→ **Problem to work on**
Extract, unchanged, each line of the listing below from its first line through the line that contains "use crate::points::PointName;", inclusive, and nothing else.

········

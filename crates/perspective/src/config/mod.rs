//! Configurations: role bindings, classification, artifacts and the driver.
//!
//! A configuration `(x, y, z, w)` names the points of segment `x→y` and
//! segment `z→w`. Processing classifies
//! - `A`: `x` against `z→w`, `B`: `y` against `z→w`,
//! - `C`: `z` against `x→y`, `D`: `w` against `x→y`,
//!
//! and writes the rendered template to `<ABCD codes>.tex`.
//!
//! Code cross-refs: `side::classify`, `template::render`, `points::CoordTable`

mod process;
mod types;

pub use process::{drive, process, Artifact, Classification, WriteError};
pub use types::{ConfigError, Configuration};
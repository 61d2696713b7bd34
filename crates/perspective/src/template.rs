//! Static TikZ document with one placeholder per role.

use std::fmt;

use crate::points::PointName;

/// Standalone TikZ source. The `$x$`, `$y$`, `$z$`, `$w$` node labels are
/// placeholders; the `\coordinate` lines match `CoordTable::standard()`.
pub const TEMPLATE: &str = r"\documentclass[border=5pt, convert={density=120,outext=.png}]{standalone}
\usepackage[dvipsnames]{xcolor}
\usepackage{tikz}
\begin{document}
\begin{tikzpicture}
    \coordinate (a) at (2, 1);
    \coordinate (b) at (3, 2);
    \draw[fill, OliveGreen] (a) circle (2pt) node[anchor=east] {$x$} -- (b) circle (2pt) node[anchor=west] {$y$};

    \coordinate (c) at (2.1, 2.1);
    \coordinate (d) at (3.9, 1.1);
    \draw[fill, OliveGreen] (c) circle (2pt) node[anchor=east] {$z$} -- (d) circle (2pt) node[anchor=west] {$w$};
\end{tikzpicture}
\end{document}";

/// Structural role of a point in a configuration.
#[derive(Clone, Copy, Debug, PartialEq, Eq, Hash)]
pub enum Role {
    X,
    Y,
    Z,
    W,
}

impl Role {
    pub const ALL: [Role; 4] = [Role::X, Role::Y, Role::Z, Role::W];

    #[inline]
    pub fn placeholder(self) -> &'static str {
        match self {
            Role::X => "$x$",
            Role::Y => "$y$",
            Role::Z => "$z$",
            Role::W => "$w$",
        }
    }
}

impl fmt::Display for Role {
    fn fmt(&self, f: &mut fmt::Formatter<'_>) -> fmt::Result {
        // placeholder without the math delimiters
        f.write_str(&self.placeholder()[1..2])
    }
}

/// Substitute the labels bound to `(x, y, z, w)` into `TEMPLATE`.
///
/// Labels are drawn from `a..d`, so a substituted label never matches a later
/// placeholder.
pub fn render(labels: [PointName; 4]) -> String {
    Role::ALL
        .iter()
        .zip(labels)
        .fold(TEMPLATE.to_string(), |doc, (role, name)| {
            doc.replace(role.placeholder(), &name.math_label())
        })
}

#[cfg(test)]
mod tests {
    use super::*;
    use crate::points::CoordTable;

    #[test]
    fn identity_labels_fill_every_slot() {
        let doc = render(PointName::ALL);
        assert!(doc.contains("node[anchor=east] {$a$} -- (b)"));
        assert!(doc.contains("node[anchor=west] {$b$};"));
        assert!(doc.contains("node[anchor=east] {$c$} -- (d)"));
        assert!(doc.contains("node[anchor=west] {$d$};"));
        for role in Role::ALL {
            assert!(!doc.contains(role.placeholder()), "{role} left unfilled");
        }
    }

    #[test]
    fn swapped_labels_follow_roles() {
        let doc = render([PointName::C, PointName::D, PointName::A, PointName::B]);
        assert!(doc.contains("node[anchor=east] {$c$} -- (b)"));
        assert!(doc.contains("node[anchor=west] {$d$};\n\n"));
        assert!(doc.contains("node[anchor=east] {$a$} -- (d)"));
        assert!(doc.ends_with("node[anchor=west] {$b$};\n\\end{tikzpicture}\n\\end{document}"));
    }

    #[test]
    fn only_placeholders_change() {
        let doc = render(PointName::ALL);
        assert_eq!(doc.len(), TEMPLATE.len());
        assert!(doc.starts_with("\\documentclass[border=5pt"));
        assert!(!doc.ends_with('\n'));
    }

    #[test]
    fn template_coordinates_match_standard_table() {
        for (name, p) in CoordTable::standard().iter() {
            let line = format!("\\coordinate ({name}) at ({}, {});", p.x, p.y);
            assert!(TEMPLATE.contains(&line), "missing `{line}`");
        }
    }
}
use anyhow::{Context, Result};
use clap::{Parser, Subcommand};
use perspective::api::{drive, Classification, Configuration, CoordTable};
use serde::Serialize;
use serde_json::json;
use std::path::{Path, PathBuf};
use tracing_subscriber::fmt::SubscriberBuilder;

mod provenance;

use provenance::Payload;

#[derive(Parser)]
#[command(name = "perspective-cli")]
#[command(about = "Side-classified TikZ diagrams of two segments on four points")]
struct Cmd {
    /// Defaults to `generate` into the current directory
    #[command(subcommand)]
    action: Option<Action>,
}

#[derive(Subcommand)]
enum Action {
    /// Write `<code>.tex` for the configuration and its x/z, y/w swap
    Generate {
        #[arg(long, default_value = ".")]
        out: PathBuf,
        #[arg(long, default_value_t = Configuration::IDENTITY)]
        conf: Configuration,
        /// Also write `<code>.provenance.json` next to each diagram
        #[arg(long)]
        provenance: bool,
    },
    /// Print side codes without writing files
    Classify {
        #[arg(long, conflicts_with = "all")]
        conf: Option<Configuration>,
        /// Every role assignment of the four points
        #[arg(long)]
        all: bool,
    },
    /// Print a JSON summary of the configuration and its swap
    Report {
        #[arg(long, default_value_t = Configuration::IDENTITY)]
        conf: Configuration,
    },
}

fn main() -> Result<()> {
    SubscriberBuilder::default()
        .with_target(false)
        .with_writer(std::io::stderr)
        .init();
    let cmd = Cmd::parse();
    let table = CoordTable::standard();
    match cmd.action {
        None => generate(Path::new("."), Configuration::IDENTITY, false, &table),
        Some(Action::Generate {
            out,
            conf,
            provenance,
        }) => generate(&out, conf, provenance, &table),
        Some(Action::Classify { conf, all }) => classify(conf, all, &table),
        Some(Action::Report { conf }) => report(conf, &table),
    }
}

fn generate(out: &Path, conf: Configuration, provenance: bool, table: &CoordTable) -> Result<()> {
    tracing::info!(out = %out.display(), %conf, provenance, "generate");
    let paths = drive(&conf, table, out).with_context(|| format!("generating from {conf}"))?;
    for (conf, path) in [conf, conf.swapped()].iter().zip(&paths) {
        let cls = Classification::of(conf, table);
        tracing::debug!(%conf, sides = ?cls.sides, "classified");
        tracing::info!(%conf, code = %cls, path = %path.display(), "wrote");
        if provenance {
            let coords: Vec<(String, [f64; 2])> = table
                .iter()
                .map(|(n, p)| (n.to_string(), [p.x, p.y]))
                .collect();
            let payload = Payload::new(json!({
                "conf": conf.to_string(),
                "code": cls.code(),
                "coords": coords,
            }));
            provenance::write_sidecar(path, payload)
                .with_context(|| format!("provenance for {}", path.display()))?;
        }
    }
    Ok(())
}

fn classify(conf: Option<Configuration>, all: bool, table: &CoordTable) -> Result<()> {
    let confs = if all {
        Configuration::all()
    } else {
        vec![conf.unwrap_or_default()]
    };
    for conf in confs {
        println!("{conf}  {}", Classification::of(&conf, table));
    }
    Ok(())
}

#[derive(Serialize)]
struct ReportRow {
    conf: String,
    code: String,
    sides: Vec<String>,
    file: String,
}

impl ReportRow {
    fn new(conf: &Configuration, table: &CoordTable) -> Self {
        let cls = Classification::of(conf, table);
        Self {
            conf: conf.to_string(),
            code: cls.code(),
            sides: cls.sides.iter().map(|s| s.to_string()).collect(),
            file: cls.file_name(),
        }
    }
}

#[derive(Serialize)]
struct Report {
    code_rev: String,
    version: &'static str,
    configurations: Vec<ReportRow>,
}

fn build_report(conf: Configuration, table: &CoordTable) -> Report {
    Report {
        code_rev: provenance::current_git_rev(),
        version: perspective::VERSION,
        configurations: [conf, conf.swapped()]
            .iter()
            .map(|c| ReportRow::new(c, table))
            .collect(),
    }
}

fn report(conf: Configuration, table: &CoordTable) -> Result<()> {
    let obj = build_report(conf, table);
    println!("{}", serde_json::to_string_pretty(&obj)?);
    Ok(())
}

········

→ **Written response**
filename crates/perspective/src/config/mod.rs
//! Configurations: role bindings, classification, artifacts and the driver.
//!
//! A configuration `(x, y, z, w)` names the points of segment `x→y` and
//! segment `z→w`. Processing classifies
//! - `A`: `x` against `z→w`, `B`: `y` against `z→w`,
//! - `C`: `z` against `x→y`, `D`: `w` against `x→y`,
//!
//! and writes the rendered template to `<ABCD codes>.tex`.
//!
//! Code cross-refs: `side::classify`, `template::render`, `points::CoordTable`

mod process;
mod types;

pub use process::{drive, process, Artifact, Classification, WriteError};
pub use types::{ConfigError, Configuration};
repository 61d2696713b7bd34
filename crates/perspective/src/template.rs
//! Static TikZ document with one placeholder per role.

use std::fmt;

use crate::points::PointName;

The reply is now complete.